Who We Support

Solutions

Knowledge Hub

About Us

EN

EN

EN

Seven strengths of great teachers

Why teachers’ human competencies are crucial for student success.

5 MIN READ

A teacher sits in a circle with her students.

Short on time? Get a quick glimpse.

Teaching is one of the professions with a particularly high societal impact. At the same time, the growing administrative workload is increasing the pressure on teachers. According to studies, high-quality education depends not only on subject knowledge, but above all on teachers’ human competencies, such as empathy and motivation. To enable teachers to refocus on these strengths, appropriate technology should be used as supportive background assistance – without replacing them.

Teachers support young people over many years, guide their learning processes, and foster their personal development. They play a central role both within the education system and in the development of students. However, the demands they face are steadily increasing (Robert Bosch Stiftung, 2022). According to studies, despite the high workload, teachers perceive their profession as meaningful and socially relevant. To what extent teachers’ human competencies are essential for effectively practicing the profession – and what role time plays in this context – is explored in our blog article.

The tension in everyday school life: motivation meets bureaucracy

Today, teachers find themselves caught between two realities. In the German School Barometer conducted by the Robert Bosch Foundation (2022), the majority of teachers reported a high workload. More than three-quarters of teachers work on weekends, and over half report experiencing physical exhaustion. According to the German Philologists’ Association (2025), one possible reason for this is the large number of non-teaching duties and bureaucratic tasks. Taking attendance, communicating with parents, and sharing information – such as details about the next class trip – are just a few examples of the many tasks teachers handle in addition to their teaching.

A significant portion of teachers’ working time thus takes place outside the classroom, which in turn affects both the quality of instruction and teachers’ private lives (GEW, 2022). Administrative workload represents a considerable burden for teachers (OECD, 2025). In fact, more than half of the teachers surveyed in the OECD’s international TALIS study (2019) expressed a desire for a reduction in administrative tasks in their daily work.
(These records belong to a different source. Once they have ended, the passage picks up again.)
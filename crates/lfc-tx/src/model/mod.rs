//! Data model types for LFC transactions.
//!
//! - Transactions, inputs and outputs (immutable value types)
//! - Nodes (dynamic view for path resolution)
//! - Builders (ergonomic construction)
//! - Field maps (construction from plain JSON objects)

pub mod builder;
pub mod fields;
pub mod node;
pub mod transaction;

pub use builder::TransactionBuilder;
pub use fields::json_type;
pub use node::Node;
pub use transaction::{Input, Output, Transaction};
Despite the increased workload, job satisfaction remains high according to the Robert Bosch Foundation (2022): 74 percent of teachers report being very or somewhat satisfied with their profession. This is also confirmed by the TALIS study (OECD, 2025). Overall, this can be seen as a positive indicator for the quality of teaching, as teachers’ professional engagement is strongly linked to their job satisfaction (Wang & Shakibaei, 2025).

Insights from practice – Coach Lydia Clahes on the reality of the profession

What does this look like in practice? Lydia Clahes, a coach who works closely with teachers, observes this tension on a daily basis. Many teachers come to coaching with a similar feeling: they love their profession – but their day-to-day work leaves them with less and less room to focus on it.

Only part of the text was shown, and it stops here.